Friday, September 18, 2020

Age of Excellence

I'll once again rewind back to 1985 when I was working at McDonnell Douglas in Long Beach, California and explain myself a little as to why I am having quite an obsession at the moment with Hewlett Packard.

I bought this off a Canadian seller a week or so ago, and it arrived yesterday and made me happy, as you can see, it is not for the HP-12C it is in fact for the HP-11C Scientific calculator. Including shipping this little gem cost me C$27 and it is worth every penny in my opinion. 


Spiral bound, 260 pages, printed in the USA.

It has the feel of a piece of history and it transports me back in time to the moment I did not buy one.

If you use algebraic calculators using infix notation, schemes such as AESH, AESP or the combination system of AOS then more than likely you will, at some point in your career, be shown how inefficient it can be when compared with postfix notation, specifically RPN or reverse Polish notation.

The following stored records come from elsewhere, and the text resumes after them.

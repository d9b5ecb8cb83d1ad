use crate::node::NodeKind;
use thiserror::Error;

pub type SchemaResult<T> = Result<T, SchemaError>;

#[derive(Error, Debug, Clone, PartialEq)]
pub enum SchemaError {
    #[error("Invalid content for node {kind}: {message}")]
    InvalidContent { kind: NodeKind, message: String },

    #[error("Missing required attribute '{attr}' on node {kind}")]
    MissingAttribute { kind: NodeKind, attr: String },

    #[error("Mark '{mark}' is not allowed in node {kind}")]
    MarkNotAllowed { kind: NodeKind, mark: String },

    #[error("Empty text nodes are not allowed")]
    EmptyText,

    #[error("Invalid registry: {0}")]
    InvalidRegistry(String),
}

impl SchemaError {
    pub fn invalid_content(kind: NodeKind, message: impl Into<String>) -> Self {
        Self::InvalidContent {
            kind,
            message: message.into(),
        }
    }

    pub fn missing_attribute(kind: NodeKind, attr: impl Into<String>) -> Self {
        Self::MissingAttribute {
            kind,
            attr: attr.into(),
        }
    }
}
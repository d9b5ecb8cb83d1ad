//! Pasting HTML tables into the editor

use tabula_editor::{
    ClipboardData, EditorConfig, EditorView, Node, NodeKind, PasteOutcome, Position, Schema,
    Selection, SerializeOptions, TableConverter,
};
use tabula_schema::html::{find_first_element, parse_html};
use tabula_schema::serialize_node;

fn convert(html: &str) -> Option<Node> {
    let dom = parse_html(html);
    let table = find_first_element(&dom.document, "table")?;
    TableConverter::new(Schema::standard().unwrap()).convert(&table)
}

/// View with the caret in the first cell of a one-cell table
fn view_in_cell() -> EditorView {
    EditorView::mount("cell", "<table><tr><td></td></tr></table>", EditorConfig::default()).unwrap()
}

fn html_clipboard(html: &str) -> ClipboardData {
    ClipboardData::from_parts(Some(html), Some("plain fallback"))
}

/// Row/cell shape of a table and all tables nested in its cells
fn shape(table: &Node) -> Vec<Vec<usize>> {
    let mut shapes = vec![table.content.iter().map(Node::child_count).collect()];
    for row in &table.content {
        for cell in &row.content {
            for block in &cell.content {
                if block.kind == NodeKind::Table {
                    shapes.extend(shape(block));
                }
            }
        }
    }
    shapes
}

#[test]
fn test_paste_table_in_cell_is_handled() {
    let mut view = view_in_cell();
    let outcome = view
        .paste(&html_clipboard("<table><tr><td>A</td><td>B</td></tr></table>"))
        .unwrap();

    assert_eq!(outcome, PasteOutcome::Plugin("nested-table-paste".to_string()));
    assert_eq!(view.history().undo_levels(), 1);

    // The empty paragraph in the cell was replaced by the table
    let cell = &view.state().doc.content[0].content[0].content[0];
    assert_eq!(cell.child_count(), 1);
    let pasted = &cell.content[0];
    assert_eq!(pasted.kind, NodeKind::Table);
    assert_eq!(pasted.child_count(), 1);

    let cells: Vec<String> = pasted.content[0].content.iter().map(Node::text_content).collect();
    assert_eq!(cells, vec!["A", "B"]);
    assert!(pasted.content[0]
        .content
        .iter()
        .all(|cell| cell.kind == NodeKind::TableCell));
}

#[test]
fn test_paste_outside_table_falls_through() {
    let mut view = EditorView::mount("plain", "<p></p>", EditorConfig::default()).unwrap();
    let html = "<table><tr><td>1</td><td>2</td></tr><tr><td>3</td><td>4</td></tr></table>";

    let outcome = view.paste(&html_clipboard(html)).unwrap();
    assert_eq!(outcome, PasteOutcome::Default);
}

#[test]
fn test_paste_without_table_falls_through() {
    let mut view = view_in_cell();
    let outcome = view.paste(&html_clipboard("<p>hello</p>")).unwrap();

    assert!(!outcome.handled_by_plugin());
    assert_eq!(outcome, PasteOutcome::Default);
    assert_eq!(view.state().doc.text_content(), "hello");
}

#[test]
fn test_paste_without_html_falls_through() {
    let mut view = view_in_cell();
    let clipboard = ClipboardData::from_parts(None, Some("<table><tr><td>x</td></tr></table>"));

    let outcome = view.paste(&clipboard).unwrap();
    assert_eq!(outcome, PasteOutcome::Default);
    // Plain text is inserted verbatim
    assert_eq!(view.state().doc.count(NodeKind::Table), 1);
}

#[test]
fn test_paste_empty_table_falls_through() {
    let mut view = view_in_cell();
    let outcome = view.paste(&html_clipboard("<table></table>")).unwrap();
    assert!(!outcome.handled_by_plugin());
}

#[test]
fn test_paste_into_header_cell() {
    let mut view = EditorView::mount(
        "header",
        "<table><tr><th>Head</th></tr></table>",
        EditorConfig::default(),
    )
    .unwrap();
    view.set_selection(Selection::caret(Position::new(vec![0, 0, 0, 0], 4)))
        .unwrap();

    let outcome = view
        .paste(&html_clipboard("<table><tr><td>x</td></tr></table>"))
        .unwrap();
    assert!(outcome.handled_by_plugin());

    let header = &view.state().doc.content[0].content[0].content[0];
    assert_eq!(header.kind, NodeKind::TableHeader);
    assert_eq!(header.content[0].text_content(), "Head");
    assert_eq!(header.content[1].kind, NodeKind::Table);
}

#[test]
fn test_first_table_of_clipboard_markup_is_used() {
    let mut view = view_in_cell();
    let html = r#"<html><body><!--StartFragment--><p>intro</p><table><tr><td>first</td></tr></table><table><tr><td>second</td></tr></table><!--EndFragment--></body></html>"#;

    assert!(view.paste(&html_clipboard(html)).unwrap().handled_by_plugin());
    let text = view.state().doc.text_content();
    assert_eq!(text, "first");
}

#[test]
fn test_pasted_table_is_one_undo_step() {
    let mut view = view_in_cell();
    let before = view.state().doc.clone();

    view.paste(&html_clipboard("<table><tr><td>A</td></tr></table>"))
        .unwrap();
    assert_ne!(view.state().doc, before);

    assert!(view.undo().unwrap());
    assert_eq!(view.state().doc, before);

    assert!(view.redo().unwrap());
    assert_eq!(view.state().doc.count(NodeKind::Table), 2);
}

#[test]
fn test_row_and_cell_counts_never_exceed_source() {
    let html = "<table><tr><td>a</td><td>b</td><td>c</td></tr><tr></tr><tr><td>d</td></tr></table>";
    let table = convert(html).unwrap();

    // Source has 3 rows with 3, 0 and 1 cells
    assert!(table.child_count() <= 3);
    assert_eq!(shape(&table), vec![vec![3, 1]]);
}

#[test]
fn test_nested_tables_keep_shape() {
    let html = "
        <table>
          <tr>
            <td>
              <table>
                <tr><td>1</td><td>2</td></tr>
                <tr>
                  <td>
                    <table><tr><td>x</td></tr><tr><td>y</td></tr></table>
                  </td>
                  <td>3</td>
                </tr>
              </table>
            </td>
            <td>side</td>
          </tr>
        </table>";

    let table = convert(html).unwrap();
    assert_eq!(table.count(NodeKind::Table), 3);
    assert_eq!(shape(&table), vec![vec![2], vec![2, 2], vec![1, 1]]);
    assert_eq!(Schema::standard().unwrap().check(&table), Ok(()));
}

#[test]
fn test_convert_serialize_convert_is_stable() {
    let html = r#"<table><tbody>
        <tr><th align="left" valign="top">Name</th><th>Value</th></tr>
        <tr><td style="color: red">a</td><td><table><tr><td>nested</td><td></td></tr></table></td></tr>
        <tr><td colspan="2"><p>para <em>em</em></p></td></tr>
    </tbody></table>"#;

    let first = convert(html).unwrap();
    let rendered = serialize_node(&first, SerializeOptions::default());
    let second = convert(&rendered).unwrap();
    assert_eq!(first, second);
}

#[test]
fn test_empty_cell_has_one_empty_paragraph() {
    let table = convert("<table><tr><td></td></tr></table>").unwrap();
    let cell = &table.content[0].content[0];
    assert_eq!(cell.kind, NodeKind::TableCell);
    assert_eq!(cell.content.len(), 1);
    assert_eq!(cell.content[0].kind, NodeKind::Paragraph);
    assert!(cell.content[0].content.is_empty());
}

#[test]
fn test_configured_depth_limit_applies_to_paste() {
    let config = EditorConfig {
        max_table_depth: 0,
        ..Default::default()
    };
    let mut view = EditorView::mount("shallow", "<table><tr><td></td></tr></table>", config).unwrap();
    let html = "<table><tr><td><table><tr><td>inner</td></tr></table></td></tr></table>";

    assert!(view.paste(&html_clipboard(html)).unwrap().handled_by_plugin());
    // Existing table + pasted root; the nested one was skipped
    assert_eq!(view.state().doc.count(NodeKind::Table), 2);
    assert!(!view.state().doc.text_content().contains("inner"));
}

#[test]
fn test_paste_across_cells_leaves_document_untouched() {
    let mut view = EditorView::mount(
        "cells",
        "<table><tr><td>a</td><td>b</td></tr></table>",
        EditorConfig::default(),
    )
    .unwrap();
    view.set_selection(Selection::new(
        Position::new(vec![0, 0, 0, 0], 0),
        Position::new(vec![0, 0, 1, 0], 1),
    ))
    .unwrap();
    let before = view.state().doc.clone();

    let outcome = view
        .paste(&html_clipboard("<table><tr><td>x</td></tr></table>"))
        .unwrap();
    assert_eq!(outcome, PasteOutcome::Ignored);
    assert_eq!(view.state().doc, before);
    assert!(!view.history().can_undo());
}

#[test]
fn test_paste_deeply_wrapped_table_into_cell() {
    let mut view = view_in_cell();
    let html = format!("{}<table><tr><td>x</td></tr></table>", "<div>".repeat(20_000));

    let outcome = view.paste(&html_clipboard(&html)).unwrap();
    assert!(outcome.handled_by_plugin());
    assert_eq!(view.state().doc.count(NodeKind::Table), 2);
    assert_eq!(view.state().doc.text_content(), "x");
}

#[test]
fn test_paste_deep_markup_without_table_into_cell() {
    let mut view = view_in_cell();
    let html = format!("{}deep text", "<blockquote>".repeat(20_000));

    let outcome = view.paste(&html_clipboard(&html)).unwrap();
    assert_eq!(outcome, PasteOutcome::Default);
    assert_eq!(view.state().doc.text_content(), "deep text");
    assert_eq!(Schema::standard().unwrap().check(&view.state().doc), Ok(()));
}

#[test]
fn test_configured_depth_limit_applies_to_wrapped_tables() {
    let config = EditorConfig {
        max_table_depth: 0,
        ..Default::default()
    };
    let mut view = EditorView::mount("wrapped", "<table><tr><td></td></tr></table>", config).unwrap();
    let html = "<table><tr><td><center><table><tr><td>inner</td></tr></table></center></td></tr></table>";

    assert!(view.paste(&html_clipboard(html)).unwrap().handled_by_plugin());
    assert_eq!(view.state().doc.count(NodeKind::Table), 2);
    assert!(!view.state().doc.text_content().contains("inner"));
}
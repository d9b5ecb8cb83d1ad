//! Clipboard payload of a paste event, keyed by MIME type.

use std::collections::BTreeMap;

pub const TEXT_HTML: &str = "text/html";
pub const TEXT_PLAIN: &str = "text/plain";

#[derive(Debug, Clone, Default, PartialEq, Eq)]
pub struct ClipboardData {
    items: BTreeMap<String, String>,
}

impl ClipboardData {
    pub fn new() -> Self {
        Self::default()
    }

    /// Payload with optional HTML and plain-text representations
    pub fn from_parts(html: Option<&str>, text: Option<&str>) -> Self {
        let mut data = Self::new();
        if let Some(html) = html {
            data.set_data(TEXT_HTML, html);
        }
        if let Some(text) = text {
            data.set_data(TEXT_PLAIN, text);
        }
        data
    }

    pub fn with_data(mut self, mime: &str, data: impl Into<String>) -> Self {
        self.set_data(mime, data);
        self
    }

    pub fn set_data(&mut self, mime: &str, data: impl Into<String>) {
        self.items.insert(mime.to_ascii_lowercase(), data.into());
    }

    /// Data for a MIME type; empty payloads count as missing
    pub fn get_data(&self, mime: &str) -> Option<&str> {
        self.items
            .get(&mime.to_ascii_lowercase())
            .map(String::as_str)
            .filter(|data| !data.is_empty())
    }

    pub fn types(&self) -> impl Iterator<Item = &str> {
        self.items.keys().map(String::as_str)
    }
}

#[cfg(test)]
mod tests {
    use super::*;

    #[test]
    fn test_empty_payload_counts_as_missing() {
        let data = ClipboardData::from_parts(Some(""), Some("text"));
        assert_eq!(data.get_data(TEXT_HTML), None);
        assert_eq!(data.get_data(TEXT_PLAIN), Some("text"));
        assert_eq!(data.types().collect::<Vec<_>>(), vec![TEXT_HTML, TEXT_PLAIN]);
    }

    #[test]
    fn test_mime_lookup_ignores_case() {
        let data = ClipboardData::new().with_data("Text/HTML", "<p>x</p>");
        assert_eq!(data.get_data(TEXT_HTML), Some("<p>x</p>"));
    }
}
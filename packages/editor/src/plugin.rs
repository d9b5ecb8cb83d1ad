//! # Plugins
//!
//! Plugins hook into view events before the default behaviour runs. Hooks
//! are tried in registration order; the first one that reports the event as
//! handled stops the chain.

use crate::clipboard::ClipboardData;
use crate::view::EditorView;
use std::fmt;

pub trait Plugin: fmt::Debug {
    fn name(&self) -> &str;

    /// Called on every paste. Return `true` when the paste was handled and
    /// the default paste must not run.
    fn handle_paste(&self, _view: &mut EditorView, _clipboard: &ClipboardData) -> bool {
        false
    }
}
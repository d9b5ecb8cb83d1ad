//! # Tabula Editor
//!
//! Editing session for Tabula documents, and the clipboard handling that
//! turns pasted HTML tables into document tables.
//!
//! ## Architecture
//!
//! ```text
//! ┌─────────────────────────────────────────────┐
//! │ schema: node registry, HTML parser          │
//! └─────────────────────────────────────────────┘
//!                     ↓
//! ┌─────────────────────────────────────────────┐
//! │ editor: EditorView                          │
//! │  - State + selection                        │
//! │  - Transactions with undo/redo              │
//! │  - Plugins consulted on paste               │
//! │  - Nested table paste → TableConverter      │
//! └─────────────────────────────────────────────┘
//! ```
//!
//! ## Usage
//!
//! ```rust
//! use tabula_editor::{ClipboardData, EditorConfig, EditorView, PasteOutcome};
//!
//! let mut view = EditorView::mount("demo", "<table><tr><td></td></tr></table>", EditorConfig::default())?;
//!
//! // The caret starts in the cell, so a pasted table is converted
//! let clipboard = ClipboardData::from_parts(Some("<table><tr><td>A</td><td>B</td></tr></table>"), None);
//! let outcome = view.paste(&clipboard)?;
//! assert!(outcome.handled_by_plugin());
//!
//! // One undo step
//! view.undo()?;
//! # Ok::<(), tabula_editor::EditorError>(())
//! ```

mod clipboard;
mod config;
mod errors;
mod paste;
mod plugin;
mod state;
mod table_converter;
mod template;
mod transaction;
mod undo_stack;
mod view;

pub use clipboard::{ClipboardData, TEXT_HTML, TEXT_PLAIN};
pub use config::{EditorConfig, DEFAULT_MAX_TABLE_DEPTH};
pub use errors::EditorError;
pub use paste::NestedTablePasteHandler;
pub use plugin::Plugin;
pub use state::{EditorState, Position, Selection};
pub use table_converter::TableConverter;
pub use template::{insert_email_template, EMAIL_TEMPLATE};
pub use transaction::{Step, Transaction, TransactionError};
pub use undo_stack::{StepBatch, UndoStack};
pub use view::{EditorView, PasteOutcome};

// Re-export schema types for convenience
pub use tabula_schema::{Node, NodeKind, Schema, SerializeOptions};
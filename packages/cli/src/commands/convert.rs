use crate::commands::render;
use crate::config::Config;
use anyhow::{anyhow, Context, Result};
use clap::Args;
use colored::Colorize;
use std::fs;
use std::path::PathBuf;
use tabula_editor::{Schema, TableConverter};
use tabula_schema::html::{find_first_element, parse_html};
use tracing::info;

#[derive(Debug, Args)]
pub struct ConvertArgs {
    /// HTML file containing a table
    pub file: PathBuf,

    /// Output format (json, html)
    #[arg(short, long, default_value = "json")]
    pub format: String,

    /// Indent the output
    #[arg(long)]
    pub pretty: bool,

    /// Deepest table nesting to keep (overrides config)
    #[arg(long)]
    pub max_depth: Option<usize>,
}

pub fn convert(args: ConvertArgs, cwd: &str) -> Result<()> {
    let config = Config::load(cwd)?;
    let html = fs::read_to_string(&args.file)
        .with_context(|| format!("Cannot read {}", args.file.display()))?;

    let schema = Schema::standard()?;
    let dom = parse_html(&html);
    let table = find_first_element(&dom.document, "table")
        .ok_or_else(|| anyhow!("No <table> found in {}", args.file.display()))?;

    let max_depth = args.max_depth.unwrap_or(config.editor.max_table_depth);
    info!(file = %args.file.display(), max_depth, "converting table");

    let node = TableConverter::new(schema)
        .with_max_depth(max_depth)
        .convert(&table)
        .ok_or_else(|| anyhow!("Table in {} has no convertible rows", args.file.display()))?;

    eprintln!(
        "{} {} rows, {} nested tables",
        "✓".green(),
        node.child_count(),
        node.count(tabula_editor::NodeKind::Table) - 1
    );
    println!("{}", render(&node, &args.format, args.pretty || config.pretty)?);

    Ok(())
}

#[cfg(test)]
mod tests {
    use super::*;

    fn args(file: PathBuf) -> ConvertArgs {
        ConvertArgs {
            file,
            format: "json".to_string(),
            pretty: false,
            max_depth: None,
        }
    }

    #[test]
    fn test_convert_file() {
        let dir = tempfile::tempdir().unwrap();
        let file = dir.path().join("table.html");
        fs::write(&file, "<table><tr><td>A</td></tr></table>").unwrap();

        assert!(convert(args(file), &dir.path().display().to_string()).is_ok());
    }

    #[test]
    fn test_convert_without_table_fails() {
        let dir = tempfile::tempdir().unwrap();
        let file = dir.path().join("text.html");
        fs::write(&file, "<p>no table</p>").unwrap();

        let err = convert(args(file), &dir.path().display().to_string()).unwrap_err();
        assert!(err.to_string().contains("No <table> found"));
    }

    #[test]
    fn test_convert_missing_file_fails() {
        let dir = tempfile::tempdir().unwrap();
        let file = dir.path().join("missing.html");
        assert!(convert(args(file), &dir.path().display().to_string()).is_err());
    }
}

In the engineering building at McDonnell Douglas there seemed to be a fair few engineers with an HP calculator and the "new kids on the block" at that time were the HP-11C and the higher end HP-15C both of which were Voyager revision RPN calculators. 

In 1985 the HP-11C was US$75 and the HP-15C was US$120 which was a lot of money and even though most of my peers in the office were running RPN calculators, I decided to stick with infix and ended up buying a TI-66 AESP calculator which had a lot more program steps that the HP-11C and was a little cheaper.

In 1986, my car was stolen in the UK, and that was the last I saw of the TI-66

I have ordered an HP-11C from eBay, it should arrive in a few weeks, we will review that when it arrives, in the mean time I will hold my spiral bound manual and take a peek to see what I will be attempting when it arrives.